### Data provided:

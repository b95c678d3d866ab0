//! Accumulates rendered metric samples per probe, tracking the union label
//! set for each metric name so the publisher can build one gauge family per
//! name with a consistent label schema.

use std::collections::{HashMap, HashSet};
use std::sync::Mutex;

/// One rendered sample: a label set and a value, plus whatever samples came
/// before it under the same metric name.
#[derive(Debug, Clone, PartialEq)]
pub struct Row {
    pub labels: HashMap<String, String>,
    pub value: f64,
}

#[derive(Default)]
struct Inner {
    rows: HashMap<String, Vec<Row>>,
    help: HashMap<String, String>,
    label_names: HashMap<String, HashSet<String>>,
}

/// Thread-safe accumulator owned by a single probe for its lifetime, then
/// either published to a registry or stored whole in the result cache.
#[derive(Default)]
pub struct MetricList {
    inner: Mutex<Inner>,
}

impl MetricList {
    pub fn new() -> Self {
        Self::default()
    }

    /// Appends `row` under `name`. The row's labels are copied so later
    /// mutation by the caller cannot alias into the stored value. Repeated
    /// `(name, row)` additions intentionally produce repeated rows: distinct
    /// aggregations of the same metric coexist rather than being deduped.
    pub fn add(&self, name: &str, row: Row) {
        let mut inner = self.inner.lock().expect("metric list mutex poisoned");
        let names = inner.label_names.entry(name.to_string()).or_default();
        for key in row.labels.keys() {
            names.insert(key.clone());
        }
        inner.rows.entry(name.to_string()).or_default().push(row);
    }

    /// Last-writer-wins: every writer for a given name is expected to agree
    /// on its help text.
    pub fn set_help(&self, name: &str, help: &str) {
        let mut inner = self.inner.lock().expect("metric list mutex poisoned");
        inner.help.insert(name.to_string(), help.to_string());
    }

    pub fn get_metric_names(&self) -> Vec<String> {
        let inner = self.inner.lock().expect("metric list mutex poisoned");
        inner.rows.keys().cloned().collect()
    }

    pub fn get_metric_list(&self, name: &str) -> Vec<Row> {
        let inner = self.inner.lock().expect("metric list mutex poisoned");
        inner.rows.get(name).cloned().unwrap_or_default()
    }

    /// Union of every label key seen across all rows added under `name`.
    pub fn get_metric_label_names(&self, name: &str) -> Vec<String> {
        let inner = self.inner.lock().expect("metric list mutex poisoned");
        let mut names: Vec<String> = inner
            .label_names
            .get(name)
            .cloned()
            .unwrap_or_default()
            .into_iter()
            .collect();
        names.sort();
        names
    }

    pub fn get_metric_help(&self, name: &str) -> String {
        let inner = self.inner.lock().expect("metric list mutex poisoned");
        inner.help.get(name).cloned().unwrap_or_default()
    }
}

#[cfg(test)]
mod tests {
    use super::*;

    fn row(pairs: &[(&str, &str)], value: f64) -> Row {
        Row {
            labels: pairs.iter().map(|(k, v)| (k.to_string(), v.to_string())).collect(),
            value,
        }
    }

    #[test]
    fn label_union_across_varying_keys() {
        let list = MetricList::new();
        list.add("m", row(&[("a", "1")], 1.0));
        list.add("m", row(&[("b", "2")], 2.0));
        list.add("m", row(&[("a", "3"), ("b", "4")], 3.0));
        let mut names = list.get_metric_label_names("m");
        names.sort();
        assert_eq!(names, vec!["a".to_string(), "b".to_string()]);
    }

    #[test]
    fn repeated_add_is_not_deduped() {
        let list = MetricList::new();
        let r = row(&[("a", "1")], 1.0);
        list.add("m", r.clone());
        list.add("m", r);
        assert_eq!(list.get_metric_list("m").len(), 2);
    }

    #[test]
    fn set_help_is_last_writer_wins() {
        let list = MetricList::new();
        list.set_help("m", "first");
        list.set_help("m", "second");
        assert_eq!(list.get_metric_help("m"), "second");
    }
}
--
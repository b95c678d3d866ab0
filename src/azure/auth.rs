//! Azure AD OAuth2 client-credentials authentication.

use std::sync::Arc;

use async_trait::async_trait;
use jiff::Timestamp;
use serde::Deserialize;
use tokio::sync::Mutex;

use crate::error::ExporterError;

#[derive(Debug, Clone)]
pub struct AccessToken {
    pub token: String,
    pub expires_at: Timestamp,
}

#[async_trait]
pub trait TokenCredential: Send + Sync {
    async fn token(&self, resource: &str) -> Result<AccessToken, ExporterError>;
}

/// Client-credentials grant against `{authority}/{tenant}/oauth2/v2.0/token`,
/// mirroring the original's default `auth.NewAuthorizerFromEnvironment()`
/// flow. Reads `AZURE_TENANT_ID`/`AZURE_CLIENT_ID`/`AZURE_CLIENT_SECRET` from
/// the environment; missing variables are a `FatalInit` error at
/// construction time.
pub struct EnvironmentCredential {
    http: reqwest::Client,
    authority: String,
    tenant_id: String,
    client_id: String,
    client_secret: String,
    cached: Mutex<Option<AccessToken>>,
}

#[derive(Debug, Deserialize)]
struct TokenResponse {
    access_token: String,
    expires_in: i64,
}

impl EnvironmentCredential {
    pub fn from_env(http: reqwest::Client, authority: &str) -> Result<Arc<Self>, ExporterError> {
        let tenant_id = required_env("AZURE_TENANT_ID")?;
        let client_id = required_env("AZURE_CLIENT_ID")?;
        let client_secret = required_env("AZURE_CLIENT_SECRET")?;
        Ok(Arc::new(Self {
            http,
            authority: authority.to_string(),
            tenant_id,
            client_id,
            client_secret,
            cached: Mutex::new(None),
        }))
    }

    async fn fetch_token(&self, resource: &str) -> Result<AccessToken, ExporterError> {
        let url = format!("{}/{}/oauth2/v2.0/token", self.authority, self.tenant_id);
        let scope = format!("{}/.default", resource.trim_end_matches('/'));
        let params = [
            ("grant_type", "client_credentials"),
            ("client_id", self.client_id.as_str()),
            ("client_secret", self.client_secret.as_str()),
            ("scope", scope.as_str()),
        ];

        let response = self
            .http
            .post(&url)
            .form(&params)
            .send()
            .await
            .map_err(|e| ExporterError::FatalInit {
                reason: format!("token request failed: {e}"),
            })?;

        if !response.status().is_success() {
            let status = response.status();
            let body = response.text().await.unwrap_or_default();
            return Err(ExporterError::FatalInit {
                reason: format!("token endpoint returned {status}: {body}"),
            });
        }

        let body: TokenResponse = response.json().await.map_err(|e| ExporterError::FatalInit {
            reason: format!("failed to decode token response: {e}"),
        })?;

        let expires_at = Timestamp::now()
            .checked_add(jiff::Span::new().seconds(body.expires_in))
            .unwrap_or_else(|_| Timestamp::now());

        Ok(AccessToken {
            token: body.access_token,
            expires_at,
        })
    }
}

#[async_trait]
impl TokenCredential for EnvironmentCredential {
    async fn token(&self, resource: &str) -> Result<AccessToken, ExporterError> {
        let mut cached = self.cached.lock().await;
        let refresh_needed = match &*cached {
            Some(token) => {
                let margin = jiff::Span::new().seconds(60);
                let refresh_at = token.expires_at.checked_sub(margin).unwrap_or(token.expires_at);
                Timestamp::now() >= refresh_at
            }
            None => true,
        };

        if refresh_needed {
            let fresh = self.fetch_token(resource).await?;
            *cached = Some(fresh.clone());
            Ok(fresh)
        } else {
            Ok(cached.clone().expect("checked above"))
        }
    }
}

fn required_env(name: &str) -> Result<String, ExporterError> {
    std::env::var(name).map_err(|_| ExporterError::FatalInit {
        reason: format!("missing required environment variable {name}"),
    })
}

### Exercise brief:
Within the entries above, find each line where "rendered" appears; copy every one.

### Expected answer:
//! Accumulates rendered metric samples per probe, tracking the union label
/// One rendered sample: a label set and a value, plus whatever samples came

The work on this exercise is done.